Stored items:

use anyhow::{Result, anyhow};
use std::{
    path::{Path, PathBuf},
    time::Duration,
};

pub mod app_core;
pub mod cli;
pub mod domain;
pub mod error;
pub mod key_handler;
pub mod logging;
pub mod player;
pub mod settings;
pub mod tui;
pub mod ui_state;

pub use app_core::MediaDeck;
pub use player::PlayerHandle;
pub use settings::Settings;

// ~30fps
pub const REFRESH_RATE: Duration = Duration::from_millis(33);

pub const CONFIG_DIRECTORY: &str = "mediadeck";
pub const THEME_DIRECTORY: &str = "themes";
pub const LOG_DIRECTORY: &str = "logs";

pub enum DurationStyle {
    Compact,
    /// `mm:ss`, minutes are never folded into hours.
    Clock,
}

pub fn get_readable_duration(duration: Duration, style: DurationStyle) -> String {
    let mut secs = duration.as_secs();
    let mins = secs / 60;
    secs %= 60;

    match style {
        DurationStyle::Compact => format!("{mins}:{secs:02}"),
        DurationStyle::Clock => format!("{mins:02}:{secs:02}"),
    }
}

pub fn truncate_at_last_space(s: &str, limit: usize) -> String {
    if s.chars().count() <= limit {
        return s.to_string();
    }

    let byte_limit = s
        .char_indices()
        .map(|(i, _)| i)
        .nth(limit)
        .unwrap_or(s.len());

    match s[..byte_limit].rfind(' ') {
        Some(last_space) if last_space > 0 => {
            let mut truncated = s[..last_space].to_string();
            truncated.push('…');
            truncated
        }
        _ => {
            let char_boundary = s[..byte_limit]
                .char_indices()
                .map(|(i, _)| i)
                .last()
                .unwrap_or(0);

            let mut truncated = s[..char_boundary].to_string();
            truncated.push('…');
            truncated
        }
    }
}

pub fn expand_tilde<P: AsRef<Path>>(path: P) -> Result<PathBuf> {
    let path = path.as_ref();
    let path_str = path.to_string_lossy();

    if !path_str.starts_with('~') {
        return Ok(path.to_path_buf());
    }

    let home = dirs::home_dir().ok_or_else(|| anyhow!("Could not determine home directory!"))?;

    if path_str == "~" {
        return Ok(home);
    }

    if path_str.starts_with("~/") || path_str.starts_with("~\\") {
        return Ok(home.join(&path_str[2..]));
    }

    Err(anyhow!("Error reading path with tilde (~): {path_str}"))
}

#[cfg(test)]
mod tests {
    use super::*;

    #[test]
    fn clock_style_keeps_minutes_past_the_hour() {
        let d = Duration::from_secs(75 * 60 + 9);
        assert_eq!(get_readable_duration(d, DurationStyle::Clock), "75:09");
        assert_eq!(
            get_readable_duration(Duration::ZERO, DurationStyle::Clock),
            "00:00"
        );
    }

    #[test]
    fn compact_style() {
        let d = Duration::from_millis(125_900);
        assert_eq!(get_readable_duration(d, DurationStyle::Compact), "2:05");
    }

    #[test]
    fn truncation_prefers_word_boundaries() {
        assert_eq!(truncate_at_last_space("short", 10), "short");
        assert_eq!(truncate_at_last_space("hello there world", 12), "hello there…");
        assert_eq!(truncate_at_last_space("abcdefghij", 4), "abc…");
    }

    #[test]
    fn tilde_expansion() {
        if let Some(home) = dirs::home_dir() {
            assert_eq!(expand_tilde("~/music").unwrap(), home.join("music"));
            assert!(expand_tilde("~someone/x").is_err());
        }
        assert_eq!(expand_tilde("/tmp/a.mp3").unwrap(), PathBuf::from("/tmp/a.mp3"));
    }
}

→ Your goal
Would you print exactly the lines from the first line of the entries above through the line that has "Some(last_space) if last_space", both included, and stop there?

→ Answer below
use anyhow::{Result, anyhow};
use std::{
    path::{Path, PathBuf},
    time::Duration,
};

pub mod app_core;
pub mod cli;
pub mod domain;
pub mod error;
pub mod key_handler;
pub mod logging;
pub mod player;
pub mod settings;
pub mod tui;
pub mod ui_state;

pub use app_core::MediaDeck;
pub use player::PlayerHandle;
pub use settings::Settings;

// ~30fps
pub const REFRESH_RATE: Duration = Duration::from_millis(33);

pub const CONFIG_DIRECTORY: &str = "mediadeck";
pub const THEME_DIRECTORY: &str = "themes";
pub const LOG_DIRECTORY: &str = "logs";

pub enum DurationStyle {
    Compact,
    /// `mm:ss`, minutes are never folded into hours.
    Clock,
}

pub fn get_readable_duration(duration: Duration, style: DurationStyle) -> String {
    let mut secs = duration.as_secs();
    let mins = secs / 60;
    secs %= 60;

    match style {
        DurationStyle::Compact => format!("{mins}:{secs:02}"),
        DurationStyle::Clock => format!("{mins:02}:{secs:02}"),
    }
}

pub fn truncate_at_last_space(s: &str, limit: usize) -> String {
    if s.chars().count() <= limit {
        return s.to_string();
    }

    let byte_limit = s
        .char_indices()
        .map(|(i, _)| i)
        .nth(limit)
        .unwrap_or(s.len());

    match s[..byte_limit].rfind(' ') {
        Some(last_space) if last_space > 0 => {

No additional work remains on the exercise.